- Aim of the task:
Below are the entries. Transcribe exactly the lines from the one with "use serde::Serialize;" through the one with "pub fn record_hit(&self)", ends included, and leave out all others.

Dataset excerpts:
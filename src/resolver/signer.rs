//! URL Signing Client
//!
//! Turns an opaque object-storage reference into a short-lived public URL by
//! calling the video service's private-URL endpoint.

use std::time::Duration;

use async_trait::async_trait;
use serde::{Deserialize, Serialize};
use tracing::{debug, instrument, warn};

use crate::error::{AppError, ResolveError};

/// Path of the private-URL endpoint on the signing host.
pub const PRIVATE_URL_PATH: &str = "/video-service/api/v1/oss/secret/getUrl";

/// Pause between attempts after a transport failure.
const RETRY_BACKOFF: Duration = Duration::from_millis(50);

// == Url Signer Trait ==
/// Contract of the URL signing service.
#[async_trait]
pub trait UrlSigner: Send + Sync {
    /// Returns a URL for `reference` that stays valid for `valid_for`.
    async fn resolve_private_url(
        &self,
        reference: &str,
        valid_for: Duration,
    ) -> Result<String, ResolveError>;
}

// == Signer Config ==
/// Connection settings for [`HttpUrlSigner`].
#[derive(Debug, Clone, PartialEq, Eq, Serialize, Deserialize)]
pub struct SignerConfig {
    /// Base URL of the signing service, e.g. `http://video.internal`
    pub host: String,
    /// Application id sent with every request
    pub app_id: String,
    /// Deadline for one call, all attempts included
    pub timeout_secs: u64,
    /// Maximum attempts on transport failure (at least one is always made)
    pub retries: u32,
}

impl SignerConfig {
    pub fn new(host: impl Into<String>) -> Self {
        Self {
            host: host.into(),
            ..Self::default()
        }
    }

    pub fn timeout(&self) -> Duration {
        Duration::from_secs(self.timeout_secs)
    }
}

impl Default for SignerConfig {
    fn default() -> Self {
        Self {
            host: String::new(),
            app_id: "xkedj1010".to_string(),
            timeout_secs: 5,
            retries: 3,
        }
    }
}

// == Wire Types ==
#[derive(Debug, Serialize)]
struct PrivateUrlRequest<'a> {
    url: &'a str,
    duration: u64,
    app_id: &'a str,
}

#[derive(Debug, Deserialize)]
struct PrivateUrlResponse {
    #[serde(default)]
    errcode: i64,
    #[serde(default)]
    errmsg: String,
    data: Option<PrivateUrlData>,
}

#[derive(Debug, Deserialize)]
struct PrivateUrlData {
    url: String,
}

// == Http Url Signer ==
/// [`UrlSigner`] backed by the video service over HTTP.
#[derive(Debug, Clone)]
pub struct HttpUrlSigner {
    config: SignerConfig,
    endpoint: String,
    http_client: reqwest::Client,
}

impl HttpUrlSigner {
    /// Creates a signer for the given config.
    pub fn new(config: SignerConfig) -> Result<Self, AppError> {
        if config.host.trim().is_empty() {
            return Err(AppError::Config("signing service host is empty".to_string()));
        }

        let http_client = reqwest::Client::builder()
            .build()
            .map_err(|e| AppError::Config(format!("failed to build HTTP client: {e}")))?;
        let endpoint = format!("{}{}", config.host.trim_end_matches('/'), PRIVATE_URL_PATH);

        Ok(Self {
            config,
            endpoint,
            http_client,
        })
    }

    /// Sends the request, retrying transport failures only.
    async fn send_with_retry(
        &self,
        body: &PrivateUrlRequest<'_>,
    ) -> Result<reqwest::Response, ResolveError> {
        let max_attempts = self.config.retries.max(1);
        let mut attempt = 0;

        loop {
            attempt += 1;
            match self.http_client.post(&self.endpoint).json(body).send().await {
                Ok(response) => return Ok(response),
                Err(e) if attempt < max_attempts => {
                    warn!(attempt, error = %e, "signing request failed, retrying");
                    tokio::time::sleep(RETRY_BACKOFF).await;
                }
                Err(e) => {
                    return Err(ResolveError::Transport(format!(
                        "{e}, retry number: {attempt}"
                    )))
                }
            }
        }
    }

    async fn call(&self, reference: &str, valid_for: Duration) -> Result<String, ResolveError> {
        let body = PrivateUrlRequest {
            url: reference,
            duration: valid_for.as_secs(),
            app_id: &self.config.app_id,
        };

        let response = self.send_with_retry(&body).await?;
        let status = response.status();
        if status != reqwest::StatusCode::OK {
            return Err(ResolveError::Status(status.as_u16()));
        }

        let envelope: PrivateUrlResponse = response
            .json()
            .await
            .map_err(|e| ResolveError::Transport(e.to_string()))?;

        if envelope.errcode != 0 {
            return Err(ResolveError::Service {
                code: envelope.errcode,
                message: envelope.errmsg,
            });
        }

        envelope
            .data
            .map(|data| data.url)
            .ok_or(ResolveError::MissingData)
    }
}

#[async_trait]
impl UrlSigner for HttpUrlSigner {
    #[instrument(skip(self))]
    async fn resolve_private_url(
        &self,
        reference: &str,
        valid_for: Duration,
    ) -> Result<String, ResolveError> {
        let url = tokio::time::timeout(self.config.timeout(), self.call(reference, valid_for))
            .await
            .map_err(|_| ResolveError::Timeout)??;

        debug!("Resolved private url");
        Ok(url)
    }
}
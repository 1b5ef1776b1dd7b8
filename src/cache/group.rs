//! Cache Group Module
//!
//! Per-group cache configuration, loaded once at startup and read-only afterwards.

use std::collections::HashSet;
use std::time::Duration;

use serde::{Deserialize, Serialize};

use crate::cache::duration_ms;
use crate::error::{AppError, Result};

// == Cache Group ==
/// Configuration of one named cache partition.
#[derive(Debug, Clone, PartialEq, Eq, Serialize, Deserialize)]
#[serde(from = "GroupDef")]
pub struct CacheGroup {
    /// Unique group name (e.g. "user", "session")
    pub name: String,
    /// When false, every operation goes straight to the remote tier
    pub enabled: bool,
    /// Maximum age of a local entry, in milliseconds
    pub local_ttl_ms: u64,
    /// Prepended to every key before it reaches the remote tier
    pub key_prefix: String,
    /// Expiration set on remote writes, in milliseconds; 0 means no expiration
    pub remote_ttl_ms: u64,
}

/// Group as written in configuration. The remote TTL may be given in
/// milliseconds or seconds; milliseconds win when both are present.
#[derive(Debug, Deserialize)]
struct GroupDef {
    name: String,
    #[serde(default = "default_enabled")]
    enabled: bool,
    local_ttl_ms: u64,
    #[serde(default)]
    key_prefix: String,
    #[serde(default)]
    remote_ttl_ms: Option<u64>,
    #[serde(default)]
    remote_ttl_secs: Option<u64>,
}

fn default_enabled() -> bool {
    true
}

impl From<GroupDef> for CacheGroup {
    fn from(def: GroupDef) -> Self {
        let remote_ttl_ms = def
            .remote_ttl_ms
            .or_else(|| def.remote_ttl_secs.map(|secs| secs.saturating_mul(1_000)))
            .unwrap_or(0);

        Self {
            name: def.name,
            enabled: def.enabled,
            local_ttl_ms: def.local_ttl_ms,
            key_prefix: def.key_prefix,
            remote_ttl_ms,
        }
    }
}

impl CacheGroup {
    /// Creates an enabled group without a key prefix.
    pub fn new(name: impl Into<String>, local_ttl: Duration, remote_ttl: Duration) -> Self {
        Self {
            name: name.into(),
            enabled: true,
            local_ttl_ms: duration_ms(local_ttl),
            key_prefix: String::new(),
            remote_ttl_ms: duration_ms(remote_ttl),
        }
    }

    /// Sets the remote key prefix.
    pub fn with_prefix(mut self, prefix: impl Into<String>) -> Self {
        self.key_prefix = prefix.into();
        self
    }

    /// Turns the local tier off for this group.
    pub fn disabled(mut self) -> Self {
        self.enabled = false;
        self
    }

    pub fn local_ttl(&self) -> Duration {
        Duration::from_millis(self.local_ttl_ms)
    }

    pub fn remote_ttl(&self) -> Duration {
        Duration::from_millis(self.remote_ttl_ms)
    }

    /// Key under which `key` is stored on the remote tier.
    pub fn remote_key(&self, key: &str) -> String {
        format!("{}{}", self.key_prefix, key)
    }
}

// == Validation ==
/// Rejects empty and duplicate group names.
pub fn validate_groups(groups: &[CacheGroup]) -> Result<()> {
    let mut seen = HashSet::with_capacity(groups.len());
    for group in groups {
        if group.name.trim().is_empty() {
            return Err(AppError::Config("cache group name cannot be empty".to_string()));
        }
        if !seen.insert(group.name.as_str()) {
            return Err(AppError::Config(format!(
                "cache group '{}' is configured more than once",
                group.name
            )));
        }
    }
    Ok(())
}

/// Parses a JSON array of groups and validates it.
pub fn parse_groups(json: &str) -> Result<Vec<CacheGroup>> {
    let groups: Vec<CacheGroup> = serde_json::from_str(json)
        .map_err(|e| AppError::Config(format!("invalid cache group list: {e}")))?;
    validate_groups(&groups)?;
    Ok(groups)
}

...

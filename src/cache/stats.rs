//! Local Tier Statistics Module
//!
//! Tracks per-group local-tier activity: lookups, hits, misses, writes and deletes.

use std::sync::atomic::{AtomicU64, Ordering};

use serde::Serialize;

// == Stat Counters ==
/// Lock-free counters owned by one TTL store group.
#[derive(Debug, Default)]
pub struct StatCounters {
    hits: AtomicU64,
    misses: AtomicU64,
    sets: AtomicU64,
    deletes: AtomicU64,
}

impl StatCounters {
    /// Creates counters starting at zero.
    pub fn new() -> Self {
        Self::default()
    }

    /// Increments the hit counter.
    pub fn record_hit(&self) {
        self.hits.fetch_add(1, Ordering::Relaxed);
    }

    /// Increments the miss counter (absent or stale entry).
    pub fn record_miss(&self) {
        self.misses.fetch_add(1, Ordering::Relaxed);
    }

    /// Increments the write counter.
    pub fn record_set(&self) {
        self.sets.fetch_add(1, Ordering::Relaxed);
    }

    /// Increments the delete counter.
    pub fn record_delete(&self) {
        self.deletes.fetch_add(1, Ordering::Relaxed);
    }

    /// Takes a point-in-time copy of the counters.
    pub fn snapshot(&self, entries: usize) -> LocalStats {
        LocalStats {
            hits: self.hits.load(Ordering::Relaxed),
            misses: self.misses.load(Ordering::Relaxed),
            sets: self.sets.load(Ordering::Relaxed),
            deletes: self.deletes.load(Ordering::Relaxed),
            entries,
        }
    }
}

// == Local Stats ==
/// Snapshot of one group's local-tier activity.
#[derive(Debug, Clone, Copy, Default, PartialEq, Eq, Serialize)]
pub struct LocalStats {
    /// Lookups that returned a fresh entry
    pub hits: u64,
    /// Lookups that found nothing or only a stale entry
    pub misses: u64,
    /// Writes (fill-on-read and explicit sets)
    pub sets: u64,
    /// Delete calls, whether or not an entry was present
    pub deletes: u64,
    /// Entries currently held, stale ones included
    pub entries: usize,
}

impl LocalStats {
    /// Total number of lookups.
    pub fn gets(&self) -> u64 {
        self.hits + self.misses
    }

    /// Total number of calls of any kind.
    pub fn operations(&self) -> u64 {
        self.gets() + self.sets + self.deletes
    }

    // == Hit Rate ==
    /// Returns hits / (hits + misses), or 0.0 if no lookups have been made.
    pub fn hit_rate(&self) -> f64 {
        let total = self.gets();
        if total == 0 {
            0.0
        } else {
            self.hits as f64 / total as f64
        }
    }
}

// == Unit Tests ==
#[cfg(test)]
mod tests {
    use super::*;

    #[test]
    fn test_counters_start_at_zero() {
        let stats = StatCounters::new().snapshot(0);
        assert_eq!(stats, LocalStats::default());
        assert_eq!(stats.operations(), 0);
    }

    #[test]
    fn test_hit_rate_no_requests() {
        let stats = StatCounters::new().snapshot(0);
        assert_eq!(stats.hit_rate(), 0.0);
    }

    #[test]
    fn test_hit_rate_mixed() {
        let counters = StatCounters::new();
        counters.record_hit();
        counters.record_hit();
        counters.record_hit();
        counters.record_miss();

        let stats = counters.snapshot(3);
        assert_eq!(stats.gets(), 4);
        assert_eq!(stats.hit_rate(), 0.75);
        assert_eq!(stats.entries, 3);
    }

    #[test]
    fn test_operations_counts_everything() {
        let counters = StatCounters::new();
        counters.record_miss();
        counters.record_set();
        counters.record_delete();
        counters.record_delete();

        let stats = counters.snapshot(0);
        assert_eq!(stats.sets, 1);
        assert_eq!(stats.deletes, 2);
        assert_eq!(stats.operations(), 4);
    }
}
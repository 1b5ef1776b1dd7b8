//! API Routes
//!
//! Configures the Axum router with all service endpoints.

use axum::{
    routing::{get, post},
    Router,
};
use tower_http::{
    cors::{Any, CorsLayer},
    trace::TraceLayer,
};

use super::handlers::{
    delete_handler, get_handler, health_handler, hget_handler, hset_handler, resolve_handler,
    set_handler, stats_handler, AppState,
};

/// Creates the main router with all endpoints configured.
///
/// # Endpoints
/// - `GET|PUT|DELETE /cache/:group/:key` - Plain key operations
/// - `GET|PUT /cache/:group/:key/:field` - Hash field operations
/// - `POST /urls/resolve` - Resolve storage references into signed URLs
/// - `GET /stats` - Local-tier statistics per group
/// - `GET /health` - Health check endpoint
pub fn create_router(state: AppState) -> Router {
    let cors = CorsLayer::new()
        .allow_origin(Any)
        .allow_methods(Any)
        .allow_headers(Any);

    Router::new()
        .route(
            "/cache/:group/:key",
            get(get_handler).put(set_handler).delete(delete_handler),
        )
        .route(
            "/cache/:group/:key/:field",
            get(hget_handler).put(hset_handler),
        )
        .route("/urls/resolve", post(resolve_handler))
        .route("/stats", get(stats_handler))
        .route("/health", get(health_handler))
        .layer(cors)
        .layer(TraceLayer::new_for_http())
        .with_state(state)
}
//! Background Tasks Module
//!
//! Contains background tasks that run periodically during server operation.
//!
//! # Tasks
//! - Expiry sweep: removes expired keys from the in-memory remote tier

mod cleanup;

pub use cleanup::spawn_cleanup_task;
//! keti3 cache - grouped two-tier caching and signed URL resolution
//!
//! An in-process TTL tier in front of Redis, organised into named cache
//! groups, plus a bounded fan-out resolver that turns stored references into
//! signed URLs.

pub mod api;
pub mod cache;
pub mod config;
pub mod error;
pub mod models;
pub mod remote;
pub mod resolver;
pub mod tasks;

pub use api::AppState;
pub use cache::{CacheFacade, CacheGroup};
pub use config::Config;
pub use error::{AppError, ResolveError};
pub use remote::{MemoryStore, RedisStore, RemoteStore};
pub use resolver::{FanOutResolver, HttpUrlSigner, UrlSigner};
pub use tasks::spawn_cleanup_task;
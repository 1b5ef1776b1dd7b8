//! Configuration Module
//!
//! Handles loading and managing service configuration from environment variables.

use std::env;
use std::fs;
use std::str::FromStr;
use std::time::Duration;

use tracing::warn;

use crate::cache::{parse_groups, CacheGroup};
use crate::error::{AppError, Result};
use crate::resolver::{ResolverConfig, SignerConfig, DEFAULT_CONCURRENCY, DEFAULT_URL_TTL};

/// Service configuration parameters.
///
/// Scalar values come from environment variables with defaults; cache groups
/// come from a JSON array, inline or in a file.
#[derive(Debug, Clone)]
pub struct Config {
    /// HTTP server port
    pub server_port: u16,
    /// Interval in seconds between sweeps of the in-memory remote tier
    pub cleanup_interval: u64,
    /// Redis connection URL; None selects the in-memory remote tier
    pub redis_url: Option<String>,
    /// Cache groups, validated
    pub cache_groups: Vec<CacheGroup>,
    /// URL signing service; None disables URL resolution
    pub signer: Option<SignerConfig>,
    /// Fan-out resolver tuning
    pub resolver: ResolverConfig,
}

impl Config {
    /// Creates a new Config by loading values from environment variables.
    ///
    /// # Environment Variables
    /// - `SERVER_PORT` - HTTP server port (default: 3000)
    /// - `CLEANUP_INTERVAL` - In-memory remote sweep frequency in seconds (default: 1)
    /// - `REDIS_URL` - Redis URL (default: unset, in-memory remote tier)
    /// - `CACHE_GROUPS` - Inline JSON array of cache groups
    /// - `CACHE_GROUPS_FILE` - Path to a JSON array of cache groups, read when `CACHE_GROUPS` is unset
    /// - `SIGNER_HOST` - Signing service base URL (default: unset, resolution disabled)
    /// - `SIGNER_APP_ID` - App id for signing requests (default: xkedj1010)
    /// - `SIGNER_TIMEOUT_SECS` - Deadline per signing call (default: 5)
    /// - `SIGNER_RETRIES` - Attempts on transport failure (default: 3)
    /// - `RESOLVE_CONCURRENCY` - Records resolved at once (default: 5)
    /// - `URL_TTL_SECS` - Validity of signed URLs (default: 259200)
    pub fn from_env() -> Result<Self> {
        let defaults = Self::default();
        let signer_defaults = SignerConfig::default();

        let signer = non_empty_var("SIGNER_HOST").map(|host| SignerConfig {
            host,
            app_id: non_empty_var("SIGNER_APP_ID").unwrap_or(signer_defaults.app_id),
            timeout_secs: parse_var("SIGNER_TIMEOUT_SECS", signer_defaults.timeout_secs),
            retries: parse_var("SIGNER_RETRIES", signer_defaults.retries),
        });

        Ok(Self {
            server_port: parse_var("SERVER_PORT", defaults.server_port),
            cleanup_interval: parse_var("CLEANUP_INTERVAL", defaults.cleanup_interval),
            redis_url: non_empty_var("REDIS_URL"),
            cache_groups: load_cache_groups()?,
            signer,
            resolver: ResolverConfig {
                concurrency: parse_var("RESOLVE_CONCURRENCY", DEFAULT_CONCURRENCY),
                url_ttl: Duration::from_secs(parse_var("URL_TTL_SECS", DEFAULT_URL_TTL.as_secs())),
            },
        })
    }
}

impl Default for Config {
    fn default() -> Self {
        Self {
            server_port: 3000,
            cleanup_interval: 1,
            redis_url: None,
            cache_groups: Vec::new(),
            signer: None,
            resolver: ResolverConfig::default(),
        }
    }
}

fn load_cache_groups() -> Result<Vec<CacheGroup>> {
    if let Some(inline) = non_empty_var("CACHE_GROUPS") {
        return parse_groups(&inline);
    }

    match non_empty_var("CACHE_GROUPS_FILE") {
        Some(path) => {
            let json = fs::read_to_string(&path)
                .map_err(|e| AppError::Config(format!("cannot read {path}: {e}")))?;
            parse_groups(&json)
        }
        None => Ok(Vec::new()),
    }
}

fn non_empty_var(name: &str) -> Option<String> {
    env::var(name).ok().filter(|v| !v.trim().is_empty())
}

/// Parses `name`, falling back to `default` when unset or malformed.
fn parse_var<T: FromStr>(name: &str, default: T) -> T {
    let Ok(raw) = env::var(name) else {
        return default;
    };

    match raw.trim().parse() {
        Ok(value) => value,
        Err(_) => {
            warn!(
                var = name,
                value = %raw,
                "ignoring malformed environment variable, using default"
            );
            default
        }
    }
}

...

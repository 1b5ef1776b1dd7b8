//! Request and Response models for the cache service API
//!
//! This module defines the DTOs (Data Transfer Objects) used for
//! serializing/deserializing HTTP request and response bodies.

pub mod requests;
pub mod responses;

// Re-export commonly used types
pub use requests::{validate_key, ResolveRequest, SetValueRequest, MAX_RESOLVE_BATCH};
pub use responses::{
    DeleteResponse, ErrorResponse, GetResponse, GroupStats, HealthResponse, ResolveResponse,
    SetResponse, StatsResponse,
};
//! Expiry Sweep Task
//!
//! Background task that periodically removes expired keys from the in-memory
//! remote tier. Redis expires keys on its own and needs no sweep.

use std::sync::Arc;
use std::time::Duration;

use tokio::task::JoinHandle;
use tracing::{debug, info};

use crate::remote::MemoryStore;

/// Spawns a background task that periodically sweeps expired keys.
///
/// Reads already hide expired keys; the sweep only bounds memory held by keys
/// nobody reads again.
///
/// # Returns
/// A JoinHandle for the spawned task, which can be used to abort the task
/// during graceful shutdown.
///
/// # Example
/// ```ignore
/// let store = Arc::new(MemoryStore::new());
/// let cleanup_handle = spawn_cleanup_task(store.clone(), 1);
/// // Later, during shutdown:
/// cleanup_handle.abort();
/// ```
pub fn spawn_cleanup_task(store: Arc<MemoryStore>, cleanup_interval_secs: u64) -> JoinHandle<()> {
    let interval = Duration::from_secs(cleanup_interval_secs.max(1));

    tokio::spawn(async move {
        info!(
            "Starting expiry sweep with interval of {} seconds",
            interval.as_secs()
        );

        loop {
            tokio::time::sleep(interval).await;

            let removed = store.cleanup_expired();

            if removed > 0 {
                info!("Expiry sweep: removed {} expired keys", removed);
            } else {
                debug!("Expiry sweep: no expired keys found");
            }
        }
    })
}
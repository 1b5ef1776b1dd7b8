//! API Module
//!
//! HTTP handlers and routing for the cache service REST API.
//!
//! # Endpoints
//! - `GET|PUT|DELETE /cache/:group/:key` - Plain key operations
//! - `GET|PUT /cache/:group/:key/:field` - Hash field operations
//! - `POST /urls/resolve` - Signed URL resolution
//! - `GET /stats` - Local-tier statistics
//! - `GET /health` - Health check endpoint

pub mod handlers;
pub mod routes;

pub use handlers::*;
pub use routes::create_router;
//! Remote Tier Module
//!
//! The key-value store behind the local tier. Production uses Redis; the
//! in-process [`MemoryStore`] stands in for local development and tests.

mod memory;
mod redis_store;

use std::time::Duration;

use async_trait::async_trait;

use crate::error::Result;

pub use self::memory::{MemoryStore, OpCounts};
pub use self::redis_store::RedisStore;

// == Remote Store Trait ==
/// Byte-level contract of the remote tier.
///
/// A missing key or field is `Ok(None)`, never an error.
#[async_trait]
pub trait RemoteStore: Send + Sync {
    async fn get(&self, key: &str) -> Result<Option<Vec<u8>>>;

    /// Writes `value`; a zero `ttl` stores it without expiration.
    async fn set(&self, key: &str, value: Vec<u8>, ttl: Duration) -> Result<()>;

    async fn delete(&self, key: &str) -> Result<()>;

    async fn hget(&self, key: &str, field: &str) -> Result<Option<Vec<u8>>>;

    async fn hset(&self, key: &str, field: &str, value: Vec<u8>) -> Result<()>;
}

- Exercise solution:
use serde::Serialize;

// == Stat Counters ==
/// Lock-free counters owned by one TTL store group.
#[derive(Debug, Default)]
pub struct StatCounters {
    hits: AtomicU64,
    misses: AtomicU64,
    sets: AtomicU64,
    deletes: AtomicU64,
}

impl StatCounters {
    /// Creates counters starting at zero.
    pub fn new() -> Self {
        Self::default()
    }

    /// Increments the hit counter.
    pub fn record_hit(&self) {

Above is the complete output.